PROBLEM DETAILS:
Search the data for the word "CmdResult" and copy every line that contains it.

(Recorded data)
+ + + +

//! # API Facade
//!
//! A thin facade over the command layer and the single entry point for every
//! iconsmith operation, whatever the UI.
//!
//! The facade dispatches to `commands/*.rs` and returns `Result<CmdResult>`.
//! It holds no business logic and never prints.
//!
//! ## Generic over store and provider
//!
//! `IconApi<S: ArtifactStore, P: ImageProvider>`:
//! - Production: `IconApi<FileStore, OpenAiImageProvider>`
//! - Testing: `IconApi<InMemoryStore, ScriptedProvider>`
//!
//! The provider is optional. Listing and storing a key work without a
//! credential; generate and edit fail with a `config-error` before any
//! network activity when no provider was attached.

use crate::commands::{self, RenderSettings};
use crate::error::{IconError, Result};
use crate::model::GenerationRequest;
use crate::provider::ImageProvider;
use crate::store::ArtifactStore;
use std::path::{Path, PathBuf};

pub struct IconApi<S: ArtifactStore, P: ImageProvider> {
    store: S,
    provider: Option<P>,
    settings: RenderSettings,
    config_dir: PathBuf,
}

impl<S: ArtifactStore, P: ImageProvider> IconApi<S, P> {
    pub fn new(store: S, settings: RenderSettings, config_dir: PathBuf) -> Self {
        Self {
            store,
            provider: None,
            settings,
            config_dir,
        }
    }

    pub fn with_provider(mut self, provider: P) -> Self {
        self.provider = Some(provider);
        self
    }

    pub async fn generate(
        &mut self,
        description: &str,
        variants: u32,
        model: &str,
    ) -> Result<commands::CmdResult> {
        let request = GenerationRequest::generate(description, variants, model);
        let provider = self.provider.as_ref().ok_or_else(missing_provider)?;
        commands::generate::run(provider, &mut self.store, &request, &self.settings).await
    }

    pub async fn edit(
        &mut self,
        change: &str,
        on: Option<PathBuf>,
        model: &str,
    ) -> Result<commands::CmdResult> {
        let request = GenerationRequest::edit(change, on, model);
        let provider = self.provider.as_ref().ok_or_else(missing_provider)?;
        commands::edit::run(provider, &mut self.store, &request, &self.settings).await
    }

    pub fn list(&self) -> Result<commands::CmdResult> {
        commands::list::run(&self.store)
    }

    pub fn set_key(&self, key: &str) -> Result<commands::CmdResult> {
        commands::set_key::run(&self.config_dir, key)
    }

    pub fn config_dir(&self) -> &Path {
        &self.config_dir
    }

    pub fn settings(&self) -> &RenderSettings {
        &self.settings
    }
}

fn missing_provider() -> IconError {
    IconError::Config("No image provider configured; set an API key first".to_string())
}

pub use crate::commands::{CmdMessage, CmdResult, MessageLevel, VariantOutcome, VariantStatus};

+ + + +

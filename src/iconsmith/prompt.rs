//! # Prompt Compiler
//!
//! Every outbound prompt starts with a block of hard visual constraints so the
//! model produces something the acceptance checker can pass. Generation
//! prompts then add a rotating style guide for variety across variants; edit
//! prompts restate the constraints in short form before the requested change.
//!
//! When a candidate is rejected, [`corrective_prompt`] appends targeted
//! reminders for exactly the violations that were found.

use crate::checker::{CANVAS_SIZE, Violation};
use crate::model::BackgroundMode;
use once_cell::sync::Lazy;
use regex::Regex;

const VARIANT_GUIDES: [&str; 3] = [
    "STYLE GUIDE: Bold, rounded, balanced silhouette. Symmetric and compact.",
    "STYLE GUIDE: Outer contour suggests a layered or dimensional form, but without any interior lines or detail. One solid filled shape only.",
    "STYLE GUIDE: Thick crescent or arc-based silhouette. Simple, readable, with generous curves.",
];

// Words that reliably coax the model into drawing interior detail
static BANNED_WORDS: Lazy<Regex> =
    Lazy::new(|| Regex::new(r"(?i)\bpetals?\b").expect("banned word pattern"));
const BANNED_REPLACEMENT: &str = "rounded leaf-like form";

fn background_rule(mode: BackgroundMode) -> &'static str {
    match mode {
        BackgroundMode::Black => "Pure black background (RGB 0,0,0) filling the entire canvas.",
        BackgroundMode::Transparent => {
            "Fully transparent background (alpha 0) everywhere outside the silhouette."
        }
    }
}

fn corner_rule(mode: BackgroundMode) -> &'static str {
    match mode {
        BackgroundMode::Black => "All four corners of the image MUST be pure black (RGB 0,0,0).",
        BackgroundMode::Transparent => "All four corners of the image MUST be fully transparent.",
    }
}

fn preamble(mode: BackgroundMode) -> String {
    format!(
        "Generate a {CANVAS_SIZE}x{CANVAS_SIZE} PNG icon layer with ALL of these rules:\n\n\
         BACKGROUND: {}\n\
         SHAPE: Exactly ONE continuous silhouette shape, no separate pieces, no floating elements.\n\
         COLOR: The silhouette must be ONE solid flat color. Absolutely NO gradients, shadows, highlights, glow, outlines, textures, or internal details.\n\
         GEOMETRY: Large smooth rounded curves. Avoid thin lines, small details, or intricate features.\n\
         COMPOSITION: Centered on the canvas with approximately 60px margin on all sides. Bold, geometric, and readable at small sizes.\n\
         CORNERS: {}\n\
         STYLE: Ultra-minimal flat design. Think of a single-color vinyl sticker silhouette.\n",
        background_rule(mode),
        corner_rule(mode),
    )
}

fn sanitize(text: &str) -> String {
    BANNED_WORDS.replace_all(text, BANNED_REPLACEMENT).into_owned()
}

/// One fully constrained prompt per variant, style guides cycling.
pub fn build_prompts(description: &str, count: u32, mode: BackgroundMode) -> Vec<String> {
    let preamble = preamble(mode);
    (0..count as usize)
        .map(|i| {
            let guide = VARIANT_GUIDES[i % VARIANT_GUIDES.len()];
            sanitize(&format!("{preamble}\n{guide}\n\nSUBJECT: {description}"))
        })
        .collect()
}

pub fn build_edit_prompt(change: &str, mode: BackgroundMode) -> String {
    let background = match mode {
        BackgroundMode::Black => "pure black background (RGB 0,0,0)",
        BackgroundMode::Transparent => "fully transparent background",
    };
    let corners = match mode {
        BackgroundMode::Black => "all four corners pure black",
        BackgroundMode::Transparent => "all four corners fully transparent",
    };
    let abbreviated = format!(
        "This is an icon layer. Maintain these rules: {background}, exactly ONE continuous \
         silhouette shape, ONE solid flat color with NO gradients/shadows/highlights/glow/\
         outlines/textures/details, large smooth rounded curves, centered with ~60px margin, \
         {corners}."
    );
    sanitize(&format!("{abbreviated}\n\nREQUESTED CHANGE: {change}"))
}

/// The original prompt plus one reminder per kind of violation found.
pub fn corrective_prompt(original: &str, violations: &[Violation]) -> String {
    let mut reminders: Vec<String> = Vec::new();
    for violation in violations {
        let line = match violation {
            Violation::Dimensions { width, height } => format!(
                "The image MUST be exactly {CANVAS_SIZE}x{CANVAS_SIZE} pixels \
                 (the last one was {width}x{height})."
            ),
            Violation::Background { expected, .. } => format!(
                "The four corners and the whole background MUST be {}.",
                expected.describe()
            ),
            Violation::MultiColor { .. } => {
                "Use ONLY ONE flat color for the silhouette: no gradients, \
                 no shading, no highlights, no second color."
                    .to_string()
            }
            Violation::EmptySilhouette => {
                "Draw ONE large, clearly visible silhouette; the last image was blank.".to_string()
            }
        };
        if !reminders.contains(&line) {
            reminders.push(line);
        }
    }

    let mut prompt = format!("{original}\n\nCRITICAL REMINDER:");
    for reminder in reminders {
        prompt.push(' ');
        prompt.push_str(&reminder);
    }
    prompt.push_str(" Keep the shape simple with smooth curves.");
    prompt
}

+ + + +

EXPECTED ANSWER:
//! The facade dispatches to `commands/*.rs` and returns `Result<CmdResult>`.
    ) -> Result<commands::CmdResult> {
    ) -> Result<commands::CmdResult> {
    pub fn list(&self) -> Result<commands::CmdResult> {
    pub fn set_key(&self, key: &str) -> Result<commands::CmdResult> {
pub use crate::commands::{CmdMessage, CmdResult, MessageLevel, VariantOutcome, VariantStatus};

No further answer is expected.